The masterstroke, perhaps, was when Loga proclaimed that he, in fact, had not been motivated by money or anything of that sort in his desire to coach Zimbabwe, but an unshakable belief that he can achieve something truly special with the Warriors.

There was also the humility to cap an impressive podium performance, as Loga professed that he was “not a magician”, but “just a coach” — not a Messiah coming to save Zimbabwean football from whatever it historically suffers from.

Peter de Villiers, the world-acclaimed rugby coach, had said something similar when being unveiled as Zimbabwe’s new coach in February 2018.

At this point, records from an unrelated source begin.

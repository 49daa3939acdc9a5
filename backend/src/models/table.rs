//! Wide tables as they come out of the source CSVs and after aggregation.

use chrono::NaiveDate;
use serde::{Deserialize, Serialize};

/// One row of a raw series file: a country, an optional sub-region, and one
/// cumulative count per date column.
#[derive(Debug, Clone, PartialEq, Serialize, Deserialize)]
pub struct RegionRow {
    pub country: String,
    pub province: Option<String>,
    pub lat: Option<f64>,
    pub long: Option<f64>,
    pub values: Vec<i64>,
}

/// A raw series file: shared date header plus per-region rows.
///
/// `rows[i].values.len() == dates.len()` for every row.
#[derive(Debug, Clone, PartialEq, Default, Serialize, Deserialize)]
pub struct WideTable {
    pub dates: Vec<NaiveDate>,
    pub rows: Vec<RegionRow>,
}

/// One country after sub-regions have been folded together.
#[derive(Debug, Clone, PartialEq, Eq, Serialize, Deserialize)]
pub struct CountryRow {
    pub country: String,
    pub values: Vec<i64>,
}

impl CountryRow {
    pub fn new(country: impl Into<String>, values: Vec<i64>) -> Self {
        Self {
            country: country.into(),
            values,
        }
    }

    /// Value at the most recent date, 0 for an empty row.
    pub fn latest(&self) -> i64 {
        self.values.last().copied().unwrap_or(0)
    }
}

/// Per-country wide table, rows sorted ascending by country name.
#[derive(Debug, Clone, PartialEq, Eq, Default, Serialize, Deserialize)]
pub struct CountryTable {
    pub dates: Vec<NaiveDate>,
    pub rows: Vec<CountryRow>,
}

impl CountryTable {
    pub fn new(dates: Vec<NaiveDate>, rows: Vec<CountryRow>) -> Self {
        Self { dates, rows }
    }

    pub fn row(&self, country: &str) -> Option<&CountryRow> {
        self.rows
            .binary_search_by(|r| r.country.as_str().cmp(country))
            .ok()
            .map(|idx| &self.rows[idx])
    }

    pub fn contains(&self, country: &str) -> bool {
        self.row(country).is_some()
    }

    pub fn countries(&self) -> impl Iterator<Item = &str> {
        self.rows.iter().map(|r| r.country.as_str())
    }

    pub fn latest_date(&self) -> Option<NaiveDate> {
        self.dates.last().copied()
    }

    pub fn is_empty(&self) -> bool {
        self.rows.is_empty()
    }
}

The former Springbok coach, whose appointment made international headlines, cheerfully appeared at a packed press conference at Meikles Hotel on a fine morning of February 7, two years ago, and told captivated journalists that he had come here not to introduce anything particularly new to the country, but had come to lead, and humbly so.

A man who as Bok boss had famously defeated the mighty All Blacks in fortress New Zealand, a Tri-Nations-winning gaffer, and yet here he was, telling us that being appointed Zimbabwe’s coach was “the greatest day of my life.”

And he did not stop there, further referring to Zimbabwe as “our country”, revealing how eager he was to quickly learn the words of the national anthem.
It was February, and love was in the air.

But as De Villiers’ humility and open-minded approach started to desert him deep into his tenure as Zimbabwe coach, the young love quickly turned sour.
In May last year, Zimbabwe fired De Villiers following a disastrous spell here by the South African, with accusations and counter-accusations flying in opposite directions.

To this day, the hostility is still great, so much that all hell could break loose with a random street encounter between the two sides.

To divert attention from the real causes of De Villiers’ dismissal by Zimbabwe, which clearly was the failure to deliver, his handlers vainly tried to evoke other unrelated issues, including an unfortunate family development on PdV’s part, to which no mortal has control over.

And now, with the World Cup of another major sport being spoken of as a real possibility by Zimbabweans, we have received—in February again — another expat coach who has come and said the right things, reason for a nation’s hope.

But we now know though that romance can end in tears. Hopefully not this one.